L'impact culturel de ces œuvres, qui doivent leur existence à l'alphabet, fut immense. L'érudit Thomas Cahill commente:
Un système d'écriture d'une vingtaine de caractères signifiait que n'importe qui pouvait apprendre à lire, même un enfant, une femme ou un esclave. Quel pouvoir cela impliquait ! - Il fallait bien connaître l'hébreu pour pouvoir le lire en toute confiance. Si l'hébreu n'était pas votre langue maternelle, vous deviez toujours deviner les voyelles à placer entre les consonnes. Mais le grec écrit, en raison de l'ajout de voyelles, n'exigeait aucun jugement subjectif ni aucune interprétation. Il était complètement objectif, complètement extérieur, complètement distinct du lecteur. Tout comme la simplicité de l'écriture alphabétique a rendu possible l'accès général à l'alphabétisation, qui à son tour a encouragé les échanges démocratiques, l'objectivité totale de l'alphabet grec a encouragé la démystification du monde. (59)
Conclusion
En permettant de tirer les leçons du passé, l'alphabet favorisa le développement de systèmes philosophiques, scientifiques, médicaux, religieux, politiques, culturels et sociaux. En Grèce, le concept de démocratie était déjà compris et pratiqué pendant l'âge des ténèbres, mais pendant les âges archaïque et classique, il se transforma en un système de gouvernement reconnaissable. Avant l'alphabet, on pouvait croire ce que l'on voulait sans difficulté, mais après, on a dû concilier ses croyances avec une norme objective de la réalité telle qu'elle était présentée par les mots écrits.

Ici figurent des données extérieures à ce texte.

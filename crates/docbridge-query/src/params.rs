//! Lenient parameter helpers
//!
//! Request parameters arrive as loosely typed text. These helpers convert
//! them without ever failing; a bad value becomes the caller's default.

use chrono::{TimeZone, Utc};
use serde_json::{Map, Value};
use tracing::warn;
use uuid::{Uuid, Variant};

/// Parse JSON text, returning `default` when the text is absent, blank or invalid
#[must_use]
pub fn safe_json_loads(text: Option<&str>, default: Value) -> Value {
    let Some(text) = text.filter(|t| !t.trim().is_empty()) else {
        return default;
    };

    match serde_json::from_str(text) {
        Ok(value) => value,
        Err(e) => {
            warn!("JSON parse failed: {}, data: {}", e, truncate(text, 200));
            default
        }
    }
}

/// Parse an integer, returning `default` when the text is absent or not an integer
#[must_use]
pub fn safe_int_convert(text: Option<&str>, default: i64) -> i64 {
    text.and_then(|t| t.trim().parse::<i64>().ok())
        .unwrap_or(default)
}

/// Check the canonical hyphenated form of an RFC 4122 UUID, versions 1 to 5
#[must_use]
pub fn validate_uuid(text: &str) -> bool {
    if text.len() != 36 {
        return false;
    }
    match Uuid::try_parse(text) {
        Ok(id) => matches!(id.get_version_num(), 1..=5) && id.get_variant() == Variant::RFC4122,
        Err(_) => false,
    }
}

/// Fresh random key value
#[must_use]
pub fn generate_uuid() -> String {
    Uuid::new_v4().to_string()
}

/// Drop null values and empty strings
#[must_use]
pub fn sanitize_data(data: Map<String, Value>) -> Map<String, Value> {
    data.into_iter()
        .filter(|(_, value)| match value {
            Value::Null => false,
            Value::String(s) => !s.is_empty(),
            _ => true,
        })
        .collect()
}

/// Current time in milliseconds since the epoch
#[must_use]
pub fn now_millis() -> i64 {
    Utc::now().timestamp_millis()
}

/// Render a millisecond timestamp as `YYYY-MM-DD HH:MM:SS` (UTC).
///
/// Out-of-range values are rendered as the raw number.
#[must_use]
pub fn format_timestamp(timestamp_ms: i64) -> String {
    match Utc.timestamp_millis_opt(timestamp_ms).single() {
        Some(dt) => dt.format("%Y-%m-%d %H:%M:%S").to_string(),
        None => timestamp_ms.to_string(),
    }
}

fn truncate(text: &str, max: usize) -> &str {
    match text.char_indices().nth(max) {
        Some((idx, _)) => &text[..idx],
        None => text,
    }
}
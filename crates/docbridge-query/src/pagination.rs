//! Page slicing over already-fetched results

use serde::Serialize;

/// Paging metadata
#[derive(Debug, Clone, Copy, PartialEq, Eq, Serialize)]
pub struct Pagination {
    pub page: usize,
    pub per_page: usize,
    pub total: usize,
    pub pages: usize,
    pub has_prev: bool,
    pub has_next: bool,
}

/// One page of items
#[derive(Debug, Clone, PartialEq, Serialize)]
pub struct Page<T> {
    pub data: Vec<T>,
    pub pagination: Pagination,
}

/// Slice `items` into page `page` (1-based) of `per_page` items.
///
/// `page` below 1 is treated as 1 and `per_page` below 1 as 1. A page past
/// the end is empty but still reports the totals.
pub fn paginate<T: Clone>(items: &[T], page: usize, per_page: usize) -> Page<T> {
    let page = page.max(1);
    let per_page = per_page.max(1);
    let total = items.len();
    let pages = total.div_ceil(per_page);

    let start = (page - 1).saturating_mul(per_page).min(total);
    let end = start.saturating_add(per_page).min(total);

    Page {
        data: items[start..end].to_vec(),
        pagination: Pagination {
            page,
            per_page,
            total,
            pages,
            has_prev: page > 1,
            has_next: end < total,
        },
    }
}
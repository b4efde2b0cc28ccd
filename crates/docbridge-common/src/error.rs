//! Error types for docbridge
//!
//! Every failure a request can hit maps onto one variant here, and every
//! variant knows the HTTP status it is reported with.

use thiserror::Error;

/// Result type alias using docbridge's Error type
pub type Result<T> = std::result::Result<T, Error>;

/// Main error type for docbridge
#[derive(Error, Debug)]
pub enum Error {
    /// Missing or illegal routing parameters
    #[error("Validation error: {0}")]
    Validation(String),

    /// Content that parses as JSON but has no document representation, such as
    /// an integer beyond the signed 64-bit range
    #[error("Malformed content: {0}")]
    MalformedContent(String),

    /// Any failure reported by the document store client
    #[error("Store error: {0}")]
    Store(String),

    #[error("Resource not found")]
    NotFound,

    #[error("Method not allowed")]
    MethodNotAllowed,

    #[error("Configuration error: {0}")]
    Config(String),

    #[error("IO error: {0}")]
    Io(#[from] std::io::Error),

    #[error("Serialization error: {0}")]
    Serialization(String),

    #[error("Internal error: {0}")]
    Internal(String),
}

impl Error {
    /// HTTP status code for each error type
    #[must_use]
    pub fn status_code(&self) -> u16 {
        match self {
            Self::Validation(_) | Self::MalformedContent(_) => 400,
            Self::NotFound => 404,
            Self::MethodNotAllowed => 405,
            Self::Store(_)
            | Self::Config(_)
            | Self::Io(_)
            | Self::Serialization(_)
            | Self::Internal(_) => 500,
        }
    }

    /// Stable machine-readable code, attached to request failure logs
    #[must_use]
    pub fn error_code(&self) -> &'static str {
        match self {
            Self::Validation(_) => "validation_error",
            Self::MalformedContent(_) => "malformed_content",
            Self::Store(_) => "store_error",
            Self::NotFound => "not_found",
            Self::MethodNotAllowed => "method_not_allowed",
            Self::Config(_) => "config_error",
            Self::Io(_) => "io_error",
            Self::Serialization(_) => "serialization_error",
            Self::Internal(_) => "internal_error",
        }
    }

    /// Message safe to send to a client.
    ///
    /// Client-caused errors echo their detail; server-side failures collapse
    /// to a generic text so driver and IO details stay in the logs.
    #[must_use]
    pub fn client_message(&self) -> String {
        match self {
            Self::Validation(msg) | Self::MalformedContent(msg) => msg.clone(),
            Self::NotFound => "resource not found".to_string(),
            Self::MethodNotAllowed => "method not allowed".to_string(),
            Self::Store(_) => "database operation failed".to_string(),
            Self::Config(_) | Self::Io(_) | Self::Serialization(_) | Self::Internal(_) => {
                "internal server error".to_string()
            }
        }
    }

    /// Whether the error was caused by the server rather than the request
    #[must_use]
    pub fn is_server_error(&self) -> bool {
        self.status_code() >= 500
    }
}

impl From<serde_json::Error> for Error {
    fn from(e: serde_json::Error) -> Self {
        Error::Serialization(e.to_string())
    }
}
//! Metrics and observability for docbridge
#![allow(clippy::cast_precision_loss)]

use std::time::Instant;

use metrics::{counter, histogram};
use metrics_exporter_prometheus::{PrometheusBuilder, PrometheusHandle};
use once_cell::sync::OnceCell;

/// Process-wide Prometheus recorder handle
static PROMETHEUS: OnceCell<PrometheusHandle> = OnceCell::new();

static START_TIME: once_cell::sync::Lazy<Instant> = once_cell::sync::Lazy::new(Instant::now);

/// Install the Prometheus recorder.
///
/// Safe to call more than once; only the first call installs. Returns false
/// when another recorder already owns the global slot.
pub fn install() -> bool {
    once_cell::sync::Lazy::force(&START_TIME);
    PROMETHEUS
        .get_or_try_init(|| PrometheusBuilder::new().install_recorder())
        .map_err(|e| tracing::warn!("Failed to install Prometheus recorder: {}", e))
        .is_ok()
}

// ============================================================================
// Request Metrics
// ============================================================================

/// Record a completed save
pub fn record_save(created: bool) {
    counter!("docbridge_saves_total", "created" => created.to_string()).increment(1);
}

/// Record a completed search and how many records it returned
pub fn record_search(returned: usize) {
    counter!("docbridge_searches_total").increment(1);
    histogram!("docbridge_search_results").record(returned as f64);
}

/// Record a search answered without touching the store
pub fn record_search_short_circuit() {
    counter!("docbridge_search_short_circuits_total").increment(1);
}

/// Record a store failure
pub fn record_store_error(operation: &str) {
    counter!("docbridge_store_errors_total", "operation" => operation.to_string()).increment(1);
}

/// Record request handling latency
pub fn record_request_latency(endpoint: &'static str, latency_ms: f64) {
    histogram!("docbridge_request_duration_ms", "endpoint" => endpoint).record(latency_ms);
}

// ============================================================================
// Export Functions
// ============================================================================

/// Export metrics in Prometheus format
#[must_use]
pub fn export_prometheus() -> String {
    let uptime = format!(
        "# HELP docbridge_uptime_seconds Server uptime in seconds\n\
         # TYPE docbridge_uptime_seconds gauge\n\
         docbridge_uptime_seconds {}\n",
        START_TIME.elapsed().as_secs_f64()
    );

    match PROMETHEUS.get() {
        Some(handle) => format!("{uptime}{}", handle.render()),
        None => uptime,
    }
}

/// Timer guard that records request latency when dropped
pub struct LatencyTimer {
    start: Instant,
    endpoint: &'static str,
}

impl LatencyTimer {
    #[must_use]
    pub fn new(endpoint: &'static str) -> Self {
        Self {
            start: Instant::now(),
            endpoint,
        }
    }

    #[must_use]
    pub fn elapsed_ms(&self) -> f64 {
        self.start.elapsed().as_secs_f64() * 1000.0
    }
}

impl Drop for LatencyTimer {
    fn drop(&mut self) {
        record_request_latency(self.endpoint, self.elapsed_ms());
    }
}

#[cfg(test)]
mod tests {
    use super::*;

    #[test]
    fn test_export_includes_uptime() {
        install();
        record_save(true);
        let text = export_prometheus();
        assert!(text.contains("docbridge_uptime_seconds"));
    }

    #[test]
    fn test_install_is_idempotent() {
        let first = install();
        let second = install();
        assert_eq!(first, second);
    }
}
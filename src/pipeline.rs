//! Pipeline Builder.
//!
//! Resolves the stage list for a resource, validates every stage before
//! anything is opened, and nests the stage instances around the base stream.
//!
//! ```text
//! read:   resource → base → stage[0] → stage[1] → … → caller
//! write:  caller → … → stage[1] → stage[0] → base → resource
//! ```
//!
//! Stage lists are always ordered innermost (closest to the raw bytes)
//! first, for both directions, so the same list reads back what it wrote.

use crate::config::Config;
use crate::error::{Result, StreamError};
use crate::lifecycle::{settle, Chain, ReadChain, WriteChain};
use crate::materialize::{materialize_stage, SpillWriter};
use crate::registry::Registry;
use crate::stage::{
    Access, BaseReader, BaseWriter, Direction, Downstream, StageFactory, StageId, StageOptions,
    Upstream, WriteStage,
};
use crate::temp::TempFile;
use std::collections::BTreeMap;
use std::fmt;
use std::io::{Read, Write};
use std::path::{Path, PathBuf};
use std::sync::Arc;

/// What a pipeline reads from or writes to
pub enum Resource {
    /// A named file, opened (or created) by the pipeline
    Path(PathBuf),
    /// An already open, forward-only input
    Reader(Box<dyn Read + Send>),
    /// An already open, forward-only output
    Writer(Box<dyn Write + Send>),
}

impl Resource {
    pub fn path(path: impl Into<PathBuf>) -> Self {
        Resource::Path(path.into())
    }

    pub fn reader(reader: impl Read + Send + 'static) -> Self {
        Resource::Reader(Box::new(reader))
    }

    pub fn writer(writer: impl Write + Send + 'static) -> Self {
        Resource::Writer(Box::new(writer))
    }

    pub fn is_stream(&self) -> bool {
        !matches!(self, Resource::Path(_))
    }

    /// Final path component, for suffix inference and entry naming
    pub fn file_name(&self) -> Option<String> {
        match self {
            Resource::Path(path) => path
                .file_name()
                .map(|name| name.to_string_lossy().into_owned()),
            _ => None,
        }
    }
}

impl fmt::Debug for Resource {
    fn fmt(&self, f: &mut fmt::Formatter<'_>) -> fmt::Result {
        match self {
            Resource::Path(path) => f.debug_tuple("Path").field(path).finish(),
            Resource::Reader(_) => f.write_str("Reader(..)"),
            Resource::Writer(_) => f.write_str("Writer(..)"),
        }
    }
}

impl From<PathBuf> for Resource {
    fn from(path: PathBuf) -> Self {
        Resource::Path(path)
    }
}

impl From<&Path> for Resource {
    fn from(path: &Path) -> Self {
        Resource::Path(path.to_path_buf())
    }
}

impl From<&str> for Resource {
    fn from(path: &str) -> Self {
        Resource::Path(PathBuf::from(path))
    }
}

impl From<String> for Resource {
    fn from(path: String) -> Self {
        Resource::Path(PathBuf::from(path))
    }
}

/// How the stage list is chosen
#[derive(Debug, Clone, Default, PartialEq, Eq)]
pub enum Stages {
    /// From the resource name's suffixes; none for unnamed streams
    #[default]
    Infer,
    /// Exactly these, innermost first; suffixes are ignored
    Explicit(Vec<StageId>),
}

/// One validated stage, ready to instantiate
struct Planned {
    id: StageId,
    factory: Arc<dyn StageFactory>,
    access: Access,
    options: StageOptions,
}

/// Assembles chains for resources
#[derive(Debug, Clone)]
pub struct PipelineBuilder<'r> {
    registry: &'r Registry,
    config: Config,
    stages: Stages,
    options: BTreeMap<StageId, StageOptions>,
}

impl Default for PipelineBuilder<'static> {
    fn default() -> Self {
        Self::new()
    }
}

impl PipelineBuilder<'static> {
    /// Builder over the global registry with default settings
    pub fn new() -> Self {
        Self::with_registry(Registry::global())
    }

    /// Builder over the global registry, configured from the environment
    pub fn from_env() -> Result<Self> {
        Ok(Self::new().config(Config::from_env()?))
    }
}

impl<'r> PipelineBuilder<'r> {
    pub fn with_registry(registry: &'r Registry) -> Self {
        Self {
            registry,
            config: Config::default(),
            stages: Stages::Infer,
            options: BTreeMap::new(),
        }
    }

    pub fn config(mut self, config: Config) -> Self {
        self.config = config;
        self
    }

    pub fn stages(mut self, stages: Stages) -> Self {
        self.stages = stages;
        self
    }

    /// Use exactly `ids`, innermost first
    pub fn explicit(self, ids: impl IntoIterator<Item = StageId>) -> Self {
        self.stages(Stages::Explicit(ids.into_iter().collect()))
    }

    /// Set one option for one stage, overriding configured defaults
    pub fn option(mut self, stage: StageId, key: &str, value: &str) -> Self {
        self.options.entry(stage).or_default().set(key, value);
        self
    }

    pub fn options(mut self, stage: StageId, options: StageOptions) -> Self {
        self.options.entry(stage).or_default().merge(&options);
        self
    }

    pub fn registry(&self) -> &'r Registry {
        self.registry
    }

    /// Stage ids that apply to `resource`, innermost first
    pub fn resolve(&self, resource: &Resource) -> Result<Vec<StageId>> {
        match &self.stages {
            Stages::Explicit(ids) => Ok(ids.clone()),
            Stages::Infer => Ok(resource
                .file_name()
                .map(|name| self.registry.infer(&name, self.config.suffix_depth))
                .unwrap_or_default()),
        }
    }

    /// Validate the whole chain, then open it
    pub fn build(&self, resource: Resource, direction: Direction) -> Result<Chain> {
        match (direction, &resource) {
            (Direction::Read, Resource::Writer(_)) => {
                return Err(StreamError::Config(
                    "cannot read from an output stream".into(),
                ))
            }
            (Direction::Write, Resource::Reader(_)) => {
                return Err(StreamError::Config("cannot write to an input stream".into()))
            }
            _ => {}
        }

        let ids = self.resolve(&resource)?;
        let plan = self.plan(&ids, direction, &resource)?;
        tracing::debug!(
            resource = ?resource,
            %direction,
            stages = ?ids,
            "assembling chain"
        );

        match direction {
            Direction::Read => self.assemble_reader(resource, ids, plan).map(Chain::Read),
            Direction::Write => self.assemble_writer(resource, ids, plan).map(Chain::Write),
        }
    }

    pub fn reader(&self, resource: impl Into<Resource>) -> Result<ReadChain> {
        match self.build(resource.into(), Direction::Read)? {
            Chain::Read(chain) => Ok(chain),
            Chain::Write(_) => Err(StreamError::Config("expected a read chain".into())),
        }
    }

    pub fn writer(&self, resource: impl Into<Resource>) -> Result<WriteChain> {
        match self.build(resource.into(), Direction::Write)? {
            Chain::Write(chain) => Ok(chain),
            Chain::Read(_) => Err(StreamError::Config("expected a write chain".into())),
        }
    }

    /// Run `body` against the outermost read stream, then close the chain.
    ///
    /// The chain is closed and its temp files deleted on every exit path.
    /// When `body` fails its error is returned even if closing fails too.
    pub fn read<T, F>(&self, resource: impl Into<Resource>, body: F) -> Result<T>
    where
        F: FnOnce(&mut ReadChain) -> Result<T>,
    {
        let mut chain = self.reader(resource)?;
        let outcome = body(&mut chain);
        let closed = chain.close();
        settle(outcome, closed)
    }

    /// Run `body` against the outermost write stream, then finalize the chain
    pub fn write<T, F>(&self, resource: impl Into<Resource>, body: F) -> Result<T>
    where
        F: FnOnce(&mut WriteChain) -> Result<T>,
    {
        let mut chain = self.writer(resource)?;
        let outcome = body(&mut chain);
        let closed = chain.close();
        settle(outcome, closed)
    }

    /// Every stage is looked up, probed and given its options before any
    /// resource is touched.
    fn plan(
        &self,
        ids: &[StageId],
        direction: Direction,
        resource: &Resource,
    ) -> Result<Vec<Planned>> {
        let file_name = resource.file_name();
        let temp_dir = self.config.temp_files().dir().to_path_buf();

        ids.iter()
            .map(|id| {
                let factory = Arc::clone(self.registry.factory(id)?);
                factory.check_available()?;

                let mut options = self.config.defaults_for(id);
                if let Some(extra) = self.options.get(id) {
                    options.merge(extra);
                }
                options.set_file_name(file_name.clone());
                options.set_temp_dir(Some(temp_dir.clone()));
                factory.validate(direction, &options)?;

                Ok(Planned {
                    id: id.clone(),
                    access: factory.access(direction),
                    factory,
                    options,
                })
            })
            .collect()
    }

    fn assemble_reader(
        &self,
        resource: Resource,
        ids: Vec<StageId>,
        plan: Vec<Planned>,
    ) -> Result<ReadChain> {
        let temps = self.config.temp_files();
        let mut scratch: Vec<TempFile> = Vec::new();
        let mut upstream = match resource {
            Resource::Path(path) => Upstream::File(path),
            Resource::Reader(reader) => Upstream::Stream(Box::new(BaseReader::new(reader))),
            Resource::Writer(_) => {
                return Err(StreamError::Config(
                    "cannot read from an output stream".into(),
                ))
            }
        };

        for step in plan {
            upstream = match upstream {
                Upstream::Stream(stream) if step.access == Access::RandomAccess => {
                    let temp = materialize_stage(stream, &temps, step.id.as_str())?;
                    let path = temp.path().to_path_buf();
                    scratch.push(temp);
                    Upstream::File(path)
                }
                other => other,
            };
            upstream = Upstream::Stream(step.factory.reader(upstream, &step.options)?);
        }

        Ok(ReadChain::new(upstream.into_stream()?, scratch, ids))
    }

    fn assemble_writer(
        &self,
        resource: Resource,
        ids: Vec<StageId>,
        plan: Vec<Planned>,
    ) -> Result<WriteChain> {
        let temps = self.config.temp_files();
        let mut scratch: Vec<TempFile> = Vec::new();
        let mut downstream = match resource {
            Resource::Path(path) => Downstream::File(path),
            Resource::Writer(writer) => Downstream::Stream(Box::new(BaseWriter::new(writer))),
            Resource::Reader(_) => {
                return Err(StreamError::Config("cannot write to an input stream".into()))
            }
        };

        for step in plan {
            let stage: Box<dyn WriteStage> = match downstream {
                Downstream::Stream(inner) if step.access == Access::RandomAccess => {
                    let temp = temps.reserve(step.id.as_str())?;
                    let spill = temp.path().to_path_buf();
                    scratch.push(temp);
                    let stage = step
                        .factory
                        .writer(Downstream::File(spill.clone()), &step.options)?;
                    tracing::debug!(stage = %step.id, path = %spill.display(), "spilling to temp file");
                    Box::new(SpillWriter::new(stage, spill, inner))
                }
                other => step.factory.writer(other, &step.options)?,
            };
            downstream = Downstream::Stream(stage);
        }

        Ok(WriteChain::new(downstream.into_stream()?, scratch, ids))
    }
}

L'écriture alphabétique grecque étant plus facile à apprendre que les autres, elle favorisa l'alphabétisation, élargie par la création d'écoles, ce qui aboutit à une société plus cohérente qui reconnaissait les vérités objectives, même si elle se disputait ensuite sur la signification de ces vérités. Elle conduisit également à une démocratisation de l'alphabétisation. Bien que seule la classe supérieure ait pu se permettre de payer les frais de scolarité, toute personne qui en avait le désir pouvait apprendre à lire l'alphabet grec. Cahill commente:
Un type d'alphabétisation qui peut être compris facilement par presque tout le monde aura tendance à répandre une sorte de conscience proto-démocratique de tous horizons, même si cela ne fut accompli que par petites étapes sur une très longue période de temps... Un type d'alphabétisation qui démystifie l'acte de lire, effaçant pour toujours l'aura d'une Fraternité sacrée inaccessible de scribes, de sages et de potentats, aura par sa nature même tendance à démystifier d'autres domaines de l'expérience humaine. (60)
L'alphabet grec, adopté ensuite par les Étrusques puis par les Romains, devint la base de l'alphabet moderne et, par conséquent, du paradigme moderne de ce qui constitue la réalité objective. Avant l'apparition de l'alphabet, un récit concernant la vie de l'État ou de la communauté pouvait prendre de nombreuses formes en fonction de la mémoire du locuteur et de son interprétation particulière; par la suite, les récits furent normalisés, acceptés comme des vérités et connus sous le nom d'"histoire". Les découvertes ou les idées nouvelles, dont la transmission dépendait auparavant de la proximité de l'innovateur, pouvaient désormais être comprises à la fois à distance et dans le temps, ce qui permit de les développer dans de multiples disciplines. Avant l'alphabet, il n'y avait que pure opinion; après, il y eut les faits.